Exercise
Report each line of the listing that carries the word "None".

Material to process
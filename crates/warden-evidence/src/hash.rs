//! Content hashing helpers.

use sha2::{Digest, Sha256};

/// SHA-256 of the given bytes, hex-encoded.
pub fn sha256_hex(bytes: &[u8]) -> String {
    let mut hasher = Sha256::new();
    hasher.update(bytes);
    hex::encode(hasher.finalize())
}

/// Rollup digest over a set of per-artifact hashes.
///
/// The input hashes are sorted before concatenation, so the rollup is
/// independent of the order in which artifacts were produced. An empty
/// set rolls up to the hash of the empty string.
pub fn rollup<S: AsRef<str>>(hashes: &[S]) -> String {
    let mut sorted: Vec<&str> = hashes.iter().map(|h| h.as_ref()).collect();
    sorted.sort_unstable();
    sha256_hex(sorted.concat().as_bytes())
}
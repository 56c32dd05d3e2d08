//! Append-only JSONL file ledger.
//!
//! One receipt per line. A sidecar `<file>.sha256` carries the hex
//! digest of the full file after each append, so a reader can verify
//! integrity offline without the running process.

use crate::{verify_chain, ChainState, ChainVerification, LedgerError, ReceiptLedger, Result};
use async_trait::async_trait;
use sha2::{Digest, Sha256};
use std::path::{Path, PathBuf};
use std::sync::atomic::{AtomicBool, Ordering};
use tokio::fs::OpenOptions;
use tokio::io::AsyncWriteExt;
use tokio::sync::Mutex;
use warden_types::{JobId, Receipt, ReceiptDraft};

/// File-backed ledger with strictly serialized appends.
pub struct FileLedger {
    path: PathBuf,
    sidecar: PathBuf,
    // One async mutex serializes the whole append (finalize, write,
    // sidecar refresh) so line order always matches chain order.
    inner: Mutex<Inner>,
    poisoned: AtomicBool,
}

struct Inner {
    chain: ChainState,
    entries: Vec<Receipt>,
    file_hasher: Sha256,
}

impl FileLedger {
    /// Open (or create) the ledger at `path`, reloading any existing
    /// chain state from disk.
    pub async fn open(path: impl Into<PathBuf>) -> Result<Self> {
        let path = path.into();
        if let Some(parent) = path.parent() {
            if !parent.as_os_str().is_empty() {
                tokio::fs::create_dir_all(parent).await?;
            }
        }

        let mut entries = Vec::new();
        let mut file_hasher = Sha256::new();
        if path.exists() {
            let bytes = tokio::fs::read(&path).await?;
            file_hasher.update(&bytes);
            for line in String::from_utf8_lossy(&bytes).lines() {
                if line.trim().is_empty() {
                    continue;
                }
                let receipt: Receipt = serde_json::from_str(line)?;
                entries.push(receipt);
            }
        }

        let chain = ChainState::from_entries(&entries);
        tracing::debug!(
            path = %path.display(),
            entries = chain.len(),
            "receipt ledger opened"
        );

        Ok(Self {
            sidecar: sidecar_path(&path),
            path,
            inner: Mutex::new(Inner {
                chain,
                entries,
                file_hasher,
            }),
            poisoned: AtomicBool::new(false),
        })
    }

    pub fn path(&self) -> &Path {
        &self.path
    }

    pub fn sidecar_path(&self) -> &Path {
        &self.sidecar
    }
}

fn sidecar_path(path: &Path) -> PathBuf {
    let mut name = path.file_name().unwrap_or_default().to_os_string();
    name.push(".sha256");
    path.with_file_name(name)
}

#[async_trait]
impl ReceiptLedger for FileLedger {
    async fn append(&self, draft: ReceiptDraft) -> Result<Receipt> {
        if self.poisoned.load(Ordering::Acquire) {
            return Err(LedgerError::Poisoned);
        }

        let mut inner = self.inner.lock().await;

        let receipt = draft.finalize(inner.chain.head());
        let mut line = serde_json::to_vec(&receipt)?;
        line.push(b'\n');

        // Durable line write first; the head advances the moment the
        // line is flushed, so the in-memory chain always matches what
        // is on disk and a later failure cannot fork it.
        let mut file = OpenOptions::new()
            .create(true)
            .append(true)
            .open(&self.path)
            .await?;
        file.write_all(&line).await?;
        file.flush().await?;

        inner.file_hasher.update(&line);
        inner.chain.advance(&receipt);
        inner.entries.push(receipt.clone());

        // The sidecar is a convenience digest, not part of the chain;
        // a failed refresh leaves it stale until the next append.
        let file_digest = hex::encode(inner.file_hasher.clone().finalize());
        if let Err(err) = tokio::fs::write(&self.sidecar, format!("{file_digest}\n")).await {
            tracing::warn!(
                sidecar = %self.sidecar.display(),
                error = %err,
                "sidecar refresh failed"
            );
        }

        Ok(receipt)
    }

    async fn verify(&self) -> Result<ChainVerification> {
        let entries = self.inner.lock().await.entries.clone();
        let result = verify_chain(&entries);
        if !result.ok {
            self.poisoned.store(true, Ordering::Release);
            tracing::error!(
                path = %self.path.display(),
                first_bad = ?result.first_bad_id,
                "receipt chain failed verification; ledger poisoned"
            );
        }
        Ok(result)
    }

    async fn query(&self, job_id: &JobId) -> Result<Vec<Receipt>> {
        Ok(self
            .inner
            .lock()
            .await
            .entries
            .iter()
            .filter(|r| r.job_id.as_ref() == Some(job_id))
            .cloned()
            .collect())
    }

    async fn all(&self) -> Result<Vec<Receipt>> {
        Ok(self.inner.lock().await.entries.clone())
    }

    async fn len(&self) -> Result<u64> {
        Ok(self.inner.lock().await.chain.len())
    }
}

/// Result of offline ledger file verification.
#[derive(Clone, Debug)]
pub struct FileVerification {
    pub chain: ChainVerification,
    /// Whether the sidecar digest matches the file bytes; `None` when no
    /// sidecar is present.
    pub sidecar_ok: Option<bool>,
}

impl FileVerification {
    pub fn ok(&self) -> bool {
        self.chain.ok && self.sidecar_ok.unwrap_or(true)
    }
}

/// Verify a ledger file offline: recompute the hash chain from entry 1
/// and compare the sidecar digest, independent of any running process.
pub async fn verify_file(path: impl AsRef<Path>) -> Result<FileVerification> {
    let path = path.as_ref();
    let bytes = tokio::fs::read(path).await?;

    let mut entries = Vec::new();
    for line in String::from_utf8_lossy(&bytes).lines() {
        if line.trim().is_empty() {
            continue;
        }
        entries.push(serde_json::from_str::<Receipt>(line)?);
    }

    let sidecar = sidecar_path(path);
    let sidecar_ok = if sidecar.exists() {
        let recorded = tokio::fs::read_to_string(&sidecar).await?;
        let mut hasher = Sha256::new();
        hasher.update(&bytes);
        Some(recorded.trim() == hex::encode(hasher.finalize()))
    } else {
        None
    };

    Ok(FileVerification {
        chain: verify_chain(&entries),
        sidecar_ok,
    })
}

Output of the task
    /// Whether the sidecar digest matches the file bytes; `None` when no
        None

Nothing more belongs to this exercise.